VY, unfortunately governments have been running for so long on not having debt that, in their view, they cannot go into debt without getting voted out of office. Even though it is common practise for businesses and individuals to fund new ‘stuff’ by going into debt (say buying a house or a VY Commodore) governments are reluctant to use this method. They don’t seem to realise that going into debt can be good in the long run; you get fancy things like the Sydney Harbour Bridge or Snowy Mountains Scheme.

Then again, you could always fund new projects by running a lottery (worked for the Opera House). I suggest a Sydney-Canberra maglev track. Discuss.

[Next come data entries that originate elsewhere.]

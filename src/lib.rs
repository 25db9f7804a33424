macro_rules! impl_setter {
    ($self:ident, $field:ident, $type:ty) => {
        pub fn $field(mut $self, $field: $type) -> Self {
            $self.$field = $field;
            $self
        }
    };
}

pub mod datastructures;

pub mod bucket_elimination;
pub mod context;
pub mod error;
pub mod graph;
pub mod heuristic_elimination_order;
pub mod io;
pub mod labeling;
pub mod manipulation;
pub mod solver;
pub mod timeout;
pub mod tree_decomposition;

#[cfg(feature = "pace-logging")]
pub mod logger;
#[cfg(feature = "handle-ctrlc")]
pub mod signals;

pub use bucket_elimination::{BucketElimination, BucketEliminationDecomposer};
pub use context::Context;
pub use error::DecompositionError;
pub use heuristic_elimination_order::{compute_order, OrderingAlgorithmType, VertexOrdering};
pub use manipulation::{ManipulationOperation, TreeDecompositionOperation};
pub use solver::{FitnessEvaluation, FitnessFunction, IterativeImprovement, WidthFitness};
pub use tree_decomposition::TreeDecomposition;
use env_logger::Builder;
use log::LevelFilter;
use std::io::Write;

/// Log lines are printed as `c` comment lines so they can be mixed with `.td` output.
pub fn build_logger_for_level(level: LevelFilter) {
    let mut builder = Builder::from_default_env();
    builder
        .format(|buf, record| writeln!(buf, "c {} - {}", record.level(), record.args()))
        .filter(None, level)
        .init();
}

/// Maps the number of `-v` flags to a level filter.
pub fn level_for_verbosity(verbosity: u8) -> LevelFilter {
    match verbosity {
        0 => LevelFilter::Warn,
        1 => LevelFilter::Info,
        2 => LevelFilter::Debug,
        _ => LevelFilter::Trace,
    }
}

#[cfg(test)]
mod tests {
    use crate::logger::level_for_verbosity;
    use log::LevelFilter;

    #[test]
    fn verbosity_levels() {
        assert_eq!(level_for_verbosity(0), LevelFilter::Warn);
        assert_eq!(level_for_verbosity(1), LevelFilter::Info);
        assert_eq!(level_for_verbosity(2), LevelFilter::Debug);
        assert_eq!(level_for_verbosity(7), LevelFilter::Trace);
    }
}
#[cfg(test)]
mod tests {
    use crate::bucket_elimination::{BucketElimination, BucketEliminationDecomposer};
    use crate::context::Context;
    use crate::error::DecompositionError;
    use crate::graph::{BaseGraph, HyperedgeGraph, Hypergraph};
    use crate::heuristic_elimination_order::{compute_order, VertexOrdering};
    use crate::labeling::{InducedSubgraphLabelingFunction, Label, INDUCED_SUBGRAPH_LABEL};
    use crate::manipulation::{JoinNodeReplacement, ManipulationOperation};
    use rand::prelude::StdRng;
    use rand::{Rng, SeedableRng};

    fn random_hypergraph(n: usize, edges: usize, seed: u64) -> Hypergraph {
        let mut rng = StdRng::seed_from_u64(seed);
        let mut graph = Hypergraph::new(n);
        for _ in 0..edges {
            let size = rng.gen_range(1..4);
            let elements = (0..size).map(|_| rng.gen_range(0..n)).collect();
            graph.add_hyperedge(elements);
        }
        graph
    }

    fn cycle(n: usize) -> Hypergraph {
        let mut graph = Hypergraph::new(n);
        for i in 0..n {
            graph.add_edge(i, (i + 1) % n);
        }
        graph
    }

    #[test]
    fn buckets_follow_ordering() {
        let mut graph = Hypergraph::new(4);
        graph.add_edge(0, 1);
        graph.add_edge(1, 2);
        graph.add_edge(2, 3);
        let ordering = VertexOrdering::new(vec![0, 1, 2, 3]);
        let structure = BucketElimination::default()
            .eliminate(&graph, &ordering, &Context::new())
            .unwrap()
            .unwrap();
        assert_eq!(structure.bucket_at(0), &[0, 1]);
        assert_eq!(structure.bucket_at(1), &[1, 2]);
        assert_eq!(structure.bucket_at(2), &[2, 3]);
        assert_eq!(structure.bucket(3), Some(&[3][..]));
        assert!(structure.connections().has_edge(0, 1));
        assert!(structure.connections().has_edge(2, 3));
        assert_eq!(structure.connections().order(), 4);
    }

    #[test]
    fn cycle_has_width_two() {
        let graph = cycle(4);
        for seed in 0..5 {
            let mut rng = StdRng::seed_from_u64(seed);
            let ctx = Context::new();
            let ordering = compute_order(&graph, &mut rng, &ctx).unwrap();
            let td = BucketElimination::default()
                .compute_decomposition(&graph, &ordering, &mut rng, &ctx)
                .unwrap()
                .unwrap();
            assert!(td.verify(&graph).is_ok());
            assert_eq!(td.width(), 2);
        }
    }

    #[test]
    fn star_has_width_one() {
        let mut graph = Hypergraph::new(6);
        for leaf in 1..6 {
            graph.add_edge(0, leaf);
        }
        let td = BucketEliminationDecomposer::new()
            .seed(Some(3))
            .compute(&graph, &Context::new())
            .unwrap()
            .unwrap();
        assert!(td.verify(&graph).is_ok());
        assert_eq!(td.width(), 1);
    }

    #[test]
    fn random_hypergraphs_are_valid() {
        for seed in 0..10 {
            let graph = random_hypergraph(30, 40, seed);
            for compression in [true, false].iter() {
                let engine = BucketElimination::default().compression(*compression);
                let td = BucketEliminationDecomposer::new()
                    .engine(engine)
                    .seed(Some(seed))
                    .compute(&graph, &Context::new())
                    .unwrap()
                    .unwrap();
                assert!(td.verify(&graph).is_ok());
                for node in td.nodes() {
                    for id in td.induced_edges(node) {
                        let edge = graph.hyperedge(*id).unwrap();
                        assert!(edge.elements().iter().all(|v| td.bag(node).contains(v)));
                    }
                }
            }
        }
    }

    #[test]
    fn isolated_vertices_are_stitched() {
        let mut graph = Hypergraph::new(5);
        graph.add_edge(0, 1);
        let ordering = VertexOrdering::new(vec![2, 0, 4, 1, 3]);
        let mut rng = StdRng::seed_from_u64(1);
        let td = BucketElimination::default()
            .compression(false)
            .compute_decomposition(&graph, &ordering, &mut rng, &Context::new())
            .unwrap()
            .unwrap();
        assert_eq!(td.node_count(), 5);
        assert_eq!(td.bag(td.root().unwrap()), &[3]);
        assert!(td.verify(&graph).is_ok());
    }

    #[test]
    fn empty_graph_gives_empty_root() {
        let graph = Hypergraph::new(0);
        let td = BucketEliminationDecomposer::new()
            .compute(&graph, &Context::new())
            .unwrap()
            .unwrap();
        assert_eq!(td.node_count(), 1);
        assert!(td.bag(td.root().unwrap()).is_empty());
        assert!(td.verify(&graph).is_ok());
    }

    #[test]
    fn invalid_ordering_is_rejected() {
        let graph = cycle(4);
        let mut rng = StdRng::seed_from_u64(0);
        let engine = BucketElimination::default();
        let ctx = Context::new();
        assert_eq!(
            engine
                .compute_decomposition(&graph, &VertexOrdering::new(vec![0, 1, 2]), &mut rng, &ctx)
                .unwrap_err(),
            DecompositionError::InvalidOrdering {
                expected: 4,
                found: 3
            }
        );
        assert!(engine
            .compute_decomposition(&graph, &VertexOrdering::new(vec![0, 1, 1, 2]), &mut rng, &ctx)
            .is_err());
        assert_eq!(
            engine
                .compute_decomposition(&graph, &VertexOrdering::new(vec![0, 1, 2, 9]), &mut rng, &ctx)
                .unwrap_err(),
            DecompositionError::UnknownVertex(9)
        );
    }

    #[test]
    fn terminated_context_yields_none() {
        let graph = cycle(6);
        let ctx = Context::new();
        ctx.terminate();
        let mut rng = StdRng::seed_from_u64(0);
        let ordering = VertexOrdering::new((0..6).collect());
        let result = BucketElimination::default()
            .compute_decomposition(&graph, &ordering, &mut rng, &ctx)
            .unwrap();
        assert!(result.is_none());
    }

    #[test]
    fn pipeline_runs_labeling_last() {
        let graph = random_hypergraph(20, 30, 4);
        let td = BucketEliminationDecomposer::new()
            .seed(Some(4))
            .with_operation(ManipulationOperation::Labeling(Box::new(
                InducedSubgraphLabelingFunction,
            )))
            .with_operation(ManipulationOperation::Structural(Box::new(
                JoinNodeReplacement::default(),
            )))
            .compute(&graph, &Context::new())
            .unwrap()
            .unwrap();
        assert!(td.verify(&graph).is_ok());
        for node in td.nodes() {
            assert!(td.children(node).len() <= 2);
            match td.label(INDUCED_SUBGRAPH_LABEL, node) {
                Some(Label::Hyperedges(_)) => {}
                other => panic!("unexpected label {:?}", other),
            }
        }
    }
}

LG, point is well made. It seems crazy to me that at a time when governments are flush with money (federal especially) that we aren’t building new infrastructure for the future, so that during the leaner times we will be ok. I think in some respects we (as a society) are a bunch of chicken shits. Why not determine the feasibility of a water pipeline from Cape York Peninsula to the southern parts of Australia, or new rail links, or such. Unfortunately the only way our government can really control us is through fear: fear that we might fail, fear of terrorists, fear of disease, fear of going broke…

VYBerlinaV8 – (sadly)no government in Australia is interested in maintaining current infrastructure, because it’ll usually last long enough that they’ll be out of office by then.

Some time in the not too distant future, all the state & territory governments will need to run huge budget deficits to fix all the problems with infrastructure. The ACT with its narrow revenue base will be in huge trouble once the deterioration of all the roads and other infrastructure inherited from self government (eg Albert Hall) come to a head.

118 years is old enough. It needs restumping Better to build a new bridge and be done with it.

Maybe they could just dump all that excess soil from the GDE into the river to form a causeway?

The ABC article mentions that cabinet also asked for a proposal to preserve the existing bridge, possibly as a pedestrian/cycle way. Doesn’t guarantee anything, of course, but its ruin is not a foregone conclusion. Yet.

If properly maintained those old bridges last for a long, long time. Perhaps a more pragmatic maintenance schedule is all that is needed?